----- Exercise input -----
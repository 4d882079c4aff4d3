use chrono::{DateTime, Utc};
use shared::domain::{BannerKind, TransientBanner};
use tokio::task::JoinHandle;

/// A banner slot in the view. Every `show` bumps the generation so an expiry
/// scheduled for an older message cannot clear a newer one.
#[derive(Debug, Clone, Default, PartialEq)]
pub struct BannerState {
    current: Option<TransientBanner>,
    generation: u64,
}

impl BannerState {
    pub fn current(&self) -> Option<&TransientBanner> {
        self.current.as_ref()
    }

    pub fn message(&self) -> Option<&str> {
        self.current.as_ref().map(|banner| banner.message.as_str())
    }

    pub fn generation(&self) -> u64 {
        self.generation
    }

    pub(crate) fn show(&mut self, message: String, received_at: DateTime<Utc>) -> u64 {
        self.generation += 1;
        self.current = Some(TransientBanner {
            message,
            received_at,
        });
        self.generation
    }

    /// Clears the banner if it is still the one shown at `generation`.
    pub(crate) fn expire(&mut self, generation: u64) -> bool {
        if self.generation != generation || self.current.is_none() {
            return false;
        }
        self.current = None;
        true
    }
}

/// Pending expiry tasks, one slot per banner kind.
#[derive(Default)]
pub(crate) struct BannerTimers {
    disco: Option<JoinHandle<()>>,
    robot_speech: Option<JoinHandle<()>>,
}

impl BannerTimers {
    fn slot(&mut self, kind: BannerKind) -> &mut Option<JoinHandle<()>> {
        match kind {
            BannerKind::Disco => &mut self.disco,
            BannerKind::RobotSpeech => &mut self.robot_speech,
        }
    }

    /// Replaces the pending expiry for `kind`, aborting the previous one.
    pub(crate) fn rearm(&mut self, kind: BannerKind, task: JoinHandle<()>) {
        if let Some(previous) = self.slot(kind).replace(task) {
            previous.abort();
        }
    }

    pub(crate) fn is_armed(&self, kind: BannerKind) -> bool {
        let slot = match kind {
            BannerKind::Disco => &self.disco,
            BannerKind::RobotSpeech => &self.robot_speech,
        };
        slot.as_ref().is_some_and(|task| !task.is_finished())
    }

    pub(crate) fn cancel_all(&mut self) {
        for task in [self.disco.take(), self.robot_speech.take()].into_iter().flatten() {
            task.abort();
        }
    }
}

impl Drop for BannerTimers {
    fn drop(&mut self) {
        self.cancel_all();
    }
}
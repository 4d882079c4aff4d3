use chrono::{DateTime, Utc};
use serde::{Deserialize, Serialize};
use serde_json::{Map, Value};

macro_rules! id_newtype {
    ($name:ident) => {
        #[derive(Debug, Clone, Copy, PartialEq, Eq, Hash, PartialOrd, Ord, Serialize, Deserialize)]
        pub struct $name(pub i64);
    };
}

id_newtype!(ChannelOrder);
id_newtype!(ChannelId);

#[derive(Debug, Clone, PartialEq, Eq, Serialize, Deserialize)]
pub struct ChannelStatus {
    pub order: ChannelOrder,
    pub name: String,
    pub has_error: bool,
    pub disabled: bool,
    pub status: String,
}

/// One entry of the `channelStatusUpdate` id → status map.
#[derive(Debug, Clone, PartialEq, Eq, Serialize, Deserialize)]
pub struct ChannelStatusEntry {
    pub id: ChannelId,
    pub status: String,
}

#[derive(Debug, Clone, PartialEq, Eq, Serialize, Deserialize)]
pub struct SatelliteStatus {
    pub degree: String,
    pub details: Vec<SatelliteDetail>,
}

#[derive(Debug, Clone, PartialEq, Eq, Serialize, Deserialize)]
pub struct SatelliteDetail {
    pub frequency: String,
    pub symbol_rate: String,
    pub polarisation: String,
    pub port_in_250: i64,
    pub mer: Option<String>,
    pub has_error: bool,
    pub has_warning: bool,
}

#[derive(Debug, Clone, PartialEq, Eq, Serialize, Deserialize)]
pub struct RegionRelay {
    pub region_name: String,
    pub relay_infos: Vec<RelayInfo>,
}

#[derive(Debug, Clone, PartialEq, Eq, Serialize, Deserialize)]
pub struct RelayInfo {
    pub frequency_order: String,
    pub mer: String,
    pub has_problem: bool,
    pub is_warning: bool,
}

#[derive(Debug, Clone, Default, PartialEq, Eq, Serialize, Deserialize)]
pub struct TemperatureReading {
    pub temperature: String,
}

impl TemperatureReading {
    pub fn new(temperature: impl Into<String>) -> Self {
        Self {
            temperature: temperature.into(),
        }
    }

    pub fn celsius(&self) -> Option<f64> {
        self.temperature.trim().parse::<f64>().ok()
    }

    /// Unparseable readings count as 0 °C.
    pub fn is_hot(&self, threshold_celsius: f64) -> bool {
        self.celsius().unwrap_or(0.0) > threshold_celsius
    }
}

#[derive(Debug, Clone, Copy, PartialEq, Eq, Hash, Serialize, Deserialize)]
#[serde(rename_all = "snake_case")]
pub enum BannerKind {
    Disco,
    RobotSpeech,
}

#[derive(Debug, Clone, PartialEq, Eq, Serialize, Deserialize)]
pub struct TransientBanner {
    pub message: String,
    pub received_at: DateTime<Utc>,
}

#[derive(Debug, Clone, Copy, PartialEq, Eq, Serialize, Deserialize)]
#[serde(rename_all = "snake_case")]
pub enum DiscoAnimation {
    Morning,
    Evening,
    Night,
    Afternoon,
    Birthday,
    CpuOverload,
    RamOverload,
    TemperatureProblem,
    Default,
}

impl DiscoAnimation {
    pub fn from_message(message: &str) -> Self {
        match message {
            "Morning" => Self::Morning,
            "Evening" => Self::Evening,
            "Night" => Self::Night,
            "Afternoon" => Self::Afternoon,
            "birthday" => Self::Birthday,
            "NatiasCpuOverload" => Self::CpuOverload,
            "NatiasRamOverload" => Self::RamOverload,
            "TemperatureProblem" => Self::TemperatureProblem,
            _ => Self::Default,
        }
    }

    pub fn asset_path(self) -> &'static str {
        match self {
            Self::Morning => "assets/gif/morning.gif",
            Self::Evening => "assets/gif/evening.gif",
            Self::Night => "assets/gif/night.gif",
            Self::Afternoon => "assets/gif/afternoon.gif",
            Self::Birthday => "assets/gif/birthday.gif",
            Self::CpuOverload | Self::RamOverload => "assets/gif/cpu.gif",
            Self::TemperatureProblem => "assets/gif/temperature.gif",
            Self::Default => "/animations/default.gif",
        }
    }
}

/// Composite identity of a card activation request. Absent fields compare as
/// null and numbers compare by value, so `1` and `1.0` are the same card.
#[derive(Debug, Clone)]
pub struct CardKey {
    pub card: Value,
    pub port: Value,
    pub emr: Value,
}

fn same_key_part(left: &Value, right: &Value) -> bool {
    match (left, right) {
        (Value::Number(left), Value::Number(right)) => left.as_f64() == right.as_f64(),
        _ => left == right,
    }
}

impl PartialEq for CardKey {
    fn eq(&self, other: &Self) -> bool {
        same_key_part(&self.card, &other.card)
            && same_key_part(&self.port, &other.port)
            && same_key_part(&self.emr, &other.emr)
    }
}

/// Open record: the backend adds fields freely, only the key is fixed.
#[derive(Debug, Clone, Default, PartialEq, Serialize, Deserialize)]
#[serde(transparent)]
pub struct CardActivationInfo {
    pub fields: Map<String, Value>,
}

impl CardActivationInfo {
    pub fn new(fields: Map<String, Value>) -> Self {
        Self { fields }
    }

    pub fn key(&self) -> CardKey {
        let field = |name: &str| self.fields.get(name).cloned().unwrap_or(Value::Null);
        CardKey {
            card: field("card"),
            port: field("port"),
            emr: field("emr"),
        }
    }

    pub fn get(&self, field: &str) -> Option<&Value> {
        self.fields.get(field)
    }

    /// Shallow merge: fields present in `update` overwrite, the rest are kept.
    pub fn merge_from(&mut self, update: &CardActivationInfo) {
        for (name, value) in &update.fields {
            self.fields.insert(name.clone(), value.clone());
        }
    }
}

#[derive(Debug, Clone, Default, PartialEq, Serialize, Deserialize)]
#[serde(transparent)]
pub struct OpticChannelProblem {
    pub fields: Map<String, Value>,
}
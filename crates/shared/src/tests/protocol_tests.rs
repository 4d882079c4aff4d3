use super::*;

#[test]
fn target_names_match_case_insensitively() {
    assert_eq!(
        HubTarget::from_name("RobotSay"),
        Some(HubTarget::RobotSay)
    );
    assert_eq!(
        HubTarget::from_name("REGIONBITRATEUPDATE"),
        Some(HubTarget::RegionBitrateUpdate)
    );
    assert_eq!(HubTarget::from_name("unknownEvent"), None);
}

#[test]
fn every_target_round_trips_through_its_name() {
    for target in HubTarget::ALL {
        assert_eq!(HubTarget::from_name(target.as_str()), Some(target));
    }
}

#[test]
fn splits_batched_frames_and_skips_empty_tail() {
    let text = format!(
        "{}{}",
        HubMessage::Ping.to_frame(),
        HubMessage::invocation("temperatureUpdate", vec![json!({"temperature": "21"})]).to_frame()
    );

    let parsed = frames(&text)
        .map(HubMessage::parse)
        .collect::<Result<Vec<_>, _>>()
        .expect("parse frames");

    assert_eq!(
        parsed,
        vec![
            HubMessage::Ping,
            HubMessage::Invocation {
                target: "temperatureUpdate".into(),
                arguments: vec![json!({"temperature": "21"})],
            },
        ]
    );
}

#[test]
fn close_without_allow_reconnect_defaults_to_false() {
    let message = HubMessage::parse(r#"{"type":7,"error":"server shutting down"}"#).expect("parse");
    assert_eq!(
        message,
        HubMessage::Close {
            error: Some("server shutting down".into()),
            allow_reconnect: false,
        }
    );
}

#[test]
fn unhandled_message_types_are_kept_as_other() {
    let message = HubMessage::parse(r#"{"type":3,"invocationId":"1","result":null}"#).expect("parse");
    assert_eq!(message, HubMessage::Other(3));
}

#[test]
fn handshake_request_is_json_protocol_v1() {
    let frame = encode_frame(&HandshakeRequest::default()).expect("encode");
    assert_eq!(frame, "{\"protocol\":\"json\",\"version\":1}\u{1e}");
}

#[test]
fn snapshot_accepts_both_key_spellings() {
    let pascal: SnapshotResponse =
        serde_json::from_value(json!({"ChanellInfo": [], "TemperatureInfo": {"temperature": "20"}}))
            .expect("pascal");
    let camel: SnapshotResponse =
        serde_json::from_value(json!({"chanellInfo": [], "temperatureInfo": {"temperature": "20"}}))
            .expect("camel");

    assert_eq!(pascal.chanell_info, camel.chanell_info);
    assert_eq!(pascal.temperature_info, camel.temperature_info);
    assert!(pascal.satellite_view.is_null());
}
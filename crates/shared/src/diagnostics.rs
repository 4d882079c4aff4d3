use serde::{Deserialize, Serialize};
use serde_json::Value;

#[derive(Debug, Clone, Default, PartialEq, Serialize, Deserialize)]
#[serde(rename_all = "camelCase", default)]
pub struct SystemStreamInfo {
    pub ip: String,
    pub port: u16,
    pub duration_seconds: f64,
    pub started_at_utc: String,
    pub ended_at_utc: String,
    pub total_packets: u64,
    pub bitrate_kbps: f64,
    pub bitrate_mbps: f64,
    pub programs: Vec<Program>,
}

impl SystemStreamInfo {
    /// Stable identity of a capture, `ip:port`.
    pub fn endpoint_key(&self) -> String {
        format!("{}:{}", self.ip, self.port)
    }

    pub fn problematic_programs(&self) -> impl Iterator<Item = &Program> {
        self.programs.iter().filter(|program| program.is_problematic())
    }
}

#[derive(Debug, Clone, Default, PartialEq, Serialize, Deserialize)]
#[serde(rename_all = "camelCase")]
pub struct Program {
    #[serde(default)]
    pub program_id: u32,
    #[serde(default)]
    pub pmt_pid: u32,
    #[serde(default, skip_serializing_if = "Option::is_none")]
    pub streams: Option<Vec<ElementaryStream>>,
    #[serde(default, skip_serializing_if = "Option::is_none")]
    pub missing_streams: Option<Vec<ElementaryStream>>,
    #[serde(default, skip_serializing_if = "Option::is_none")]
    pub stream_glitch_status: Option<Value>,
    #[serde(default, skip_serializing_if = "Option::is_none")]
    pub has_video: Option<bool>,
    #[serde(default, skip_serializing_if = "Option::is_none")]
    pub has_audio: Option<bool>,
    #[serde(default, rename = "isProblematic", skip_serializing_if = "Option::is_none")]
    pub problematic: Option<bool>,
    #[serde(default, skip_serializing_if = "Option::is_none")]
    pub issues: Option<Vec<String>>,
}

impl Program {
    pub fn is_problematic(&self) -> bool {
        self.problematic.unwrap_or(false)
            || self.issues.as_ref().is_some_and(|issues| !issues.is_empty())
    }

    pub fn streams(&self) -> &[ElementaryStream] {
        self.streams.as_deref().unwrap_or_default()
    }

    pub fn missing_streams(&self) -> &[ElementaryStream] {
        self.missing_streams.as_deref().unwrap_or_default()
    }
}

/// One PID inside a program.
#[derive(Debug, Clone, Default, PartialEq, Serialize, Deserialize)]
#[serde(rename_all = "camelCase")]
pub struct ElementaryStream {
    #[serde(default)]
    pub pid: u32,
    #[serde(default, rename = "type")]
    pub kind: String,
    #[serde(default, skip_serializing_if = "Option::is_none")]
    pub codec: Option<String>,
    #[serde(default, skip_serializing_if = "Option::is_none")]
    pub payload_sample: Option<String>,
    #[serde(default, rename = "lastPTS", skip_serializing_if = "Option::is_none")]
    pub last_pts: Option<String>,
    #[serde(default, skip_serializing_if = "Option::is_none")]
    pub packet_count: Option<u64>,
    #[serde(default, skip_serializing_if = "Option::is_none")]
    pub continuity_errors: Option<u64>,
    #[serde(default, skip_serializing_if = "Option::is_none")]
    pub error_rate: Option<f64>,
    #[serde(default, skip_serializing_if = "Option::is_none")]
    pub error_details: Option<Vec<Value>>,
    #[serde(default, skip_serializing_if = "Option::is_none")]
    pub is_video: Option<bool>,
    #[serde(default, skip_serializing_if = "Option::is_none")]
    pub is_audio: Option<bool>,
    #[serde(default, skip_serializing_if = "Option::is_none")]
    pub language: Option<String>,
}
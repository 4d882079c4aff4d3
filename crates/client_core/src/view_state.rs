use chrono::{DateTime, Utc};
use shared::domain::{
    BannerKind, CardActivationInfo, ChannelStatus, ChannelStatusEntry, DiscoAnimation,
    OpticChannelProblem, RegionRelay, SatelliteStatus, TemperatureReading,
};

use crate::{banner::BannerState, loader::DashboardSnapshot};

/// What an update did to its region of the view.
#[derive(Debug, Clone, Copy, PartialEq, Eq)]
pub enum Applied {
    Replaced,
    Merged,
    Cleared,
    /// The update was empty and the previous state was kept.
    Kept,
}

/// Everything the dashboard renders. Each hub target owns a disjoint field.
#[derive(Debug, Clone, Default, PartialEq)]
pub struct ViewState {
    pub channels: Vec<ChannelStatus>,
    pub channel_status: Vec<ChannelStatusEntry>,
    pub satellites: Vec<SatelliteStatus>,
    pub region_relays: Vec<RegionRelay>,
    pub temperature: Option<TemperatureReading>,
    pub emr_temperature: Option<TemperatureReading>,
    pub optic_problems: Vec<OpticChannelProblem>,
    pub cards: Vec<CardActivationInfo>,
    pub disco: BannerState,
    pub robot_speech: BannerState,
}

fn replace_if_nonempty<T>(slot: &mut Vec<T>, update: Vec<T>) -> Applied {
    if update.is_empty() {
        return Applied::Kept;
    }
    *slot = update;
    Applied::Replaced
}

impl ViewState {
    pub fn from_snapshot(snapshot: DashboardSnapshot) -> Self {
        let mut state = Self::default();
        state.seed(snapshot);
        state
    }

    /// Installs the REST snapshot. Fields the snapshot does not carry are left alone.
    pub fn seed(&mut self, snapshot: DashboardSnapshot) {
        self.channels = snapshot.channels;
        self.satellites = snapshot.satellites;
        if snapshot.temperature.is_some() {
            self.temperature = snapshot.temperature;
        }
    }

    pub fn apply_channels(&mut self, update: Vec<ChannelStatus>) -> Applied {
        replace_if_nonempty(&mut self.channels, update)
    }

    pub fn apply_channel_status(&mut self, update: Vec<ChannelStatusEntry>) -> Applied {
        replace_if_nonempty(&mut self.channel_status, update)
    }

    pub fn apply_satellites(&mut self, update: Vec<SatelliteStatus>) -> Applied {
        replace_if_nonempty(&mut self.satellites, update)
    }

    pub fn apply_region_relays(&mut self, update: Vec<RegionRelay>) -> Applied {
        replace_if_nonempty(&mut self.region_relays, update)
    }

    pub fn apply_temperature(&mut self, update: Option<TemperatureReading>) -> Applied {
        match update {
            Some(reading) => {
                self.temperature = Some(reading);
                Applied::Replaced
            }
            None => Applied::Kept,
        }
    }

    pub fn apply_emr_temperature(&mut self, update: Option<TemperatureReading>) -> Applied {
        match update {
            Some(reading) => {
                self.emr_temperature = Some(reading);
                Applied::Replaced
            }
            None => Applied::Kept,
        }
    }

    /// Unlike the replace-if-nonempty streams, an empty problem list means "all clear".
    pub fn apply_optic_problems(&mut self, update: Vec<OpticChannelProblem>) -> Applied {
        if update.is_empty() {
            self.optic_problems.clear();
            return Applied::Cleared;
        }
        self.optic_problems = update;
        Applied::Replaced
    }

    /// Upserts by `(card, port, emr)`; an empty update clears the whole list.
    pub fn apply_card_updates(&mut self, updates: Vec<CardActivationInfo>) -> Applied {
        if updates.is_empty() {
            self.cards.clear();
            return Applied::Cleared;
        }
        for update in updates {
            let key = update.key();
            match self.cards.iter_mut().find(|card| card.key() == key) {
                Some(existing) => existing.merge_from(&update),
                None => self.cards.push(update),
            }
        }
        Applied::Merged
    }

    pub fn banner(&self, kind: BannerKind) -> &BannerState {
        match kind {
            BannerKind::Disco => &self.disco,
            BannerKind::RobotSpeech => &self.robot_speech,
        }
    }

    fn banner_mut(&mut self, kind: BannerKind) -> &mut BannerState {
        match kind {
            BannerKind::Disco => &mut self.disco,
            BannerKind::RobotSpeech => &mut self.robot_speech,
        }
    }

    pub(crate) fn show_banner(
        &mut self,
        kind: BannerKind,
        message: String,
        received_at: DateTime<Utc>,
    ) -> u64 {
        self.banner_mut(kind).show(message, received_at)
    }

    pub(crate) fn expire_banner(&mut self, kind: BannerKind, generation: u64) -> bool {
        self.banner_mut(kind).expire(generation)
    }

    pub fn disco_animation(&self) -> Option<DiscoAnimation> {
        self.disco.message().map(DiscoAnimation::from_message)
    }

    pub fn is_hot(&self, threshold_celsius: f64) -> bool {
        self.temperature
            .as_ref()
            .is_some_and(|reading| reading.is_hot(threshold_celsius))
    }
}

#[cfg(test)]
#[path = "tests/view_state_tests.rs"]
mod tests;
-----
● Task description
Which lines in the records above hold the string "SatelliteDetail"? Copy each of them.

● Answer for the task
    pub details: Vec<SatelliteDetail>,
pub struct SatelliteDetail {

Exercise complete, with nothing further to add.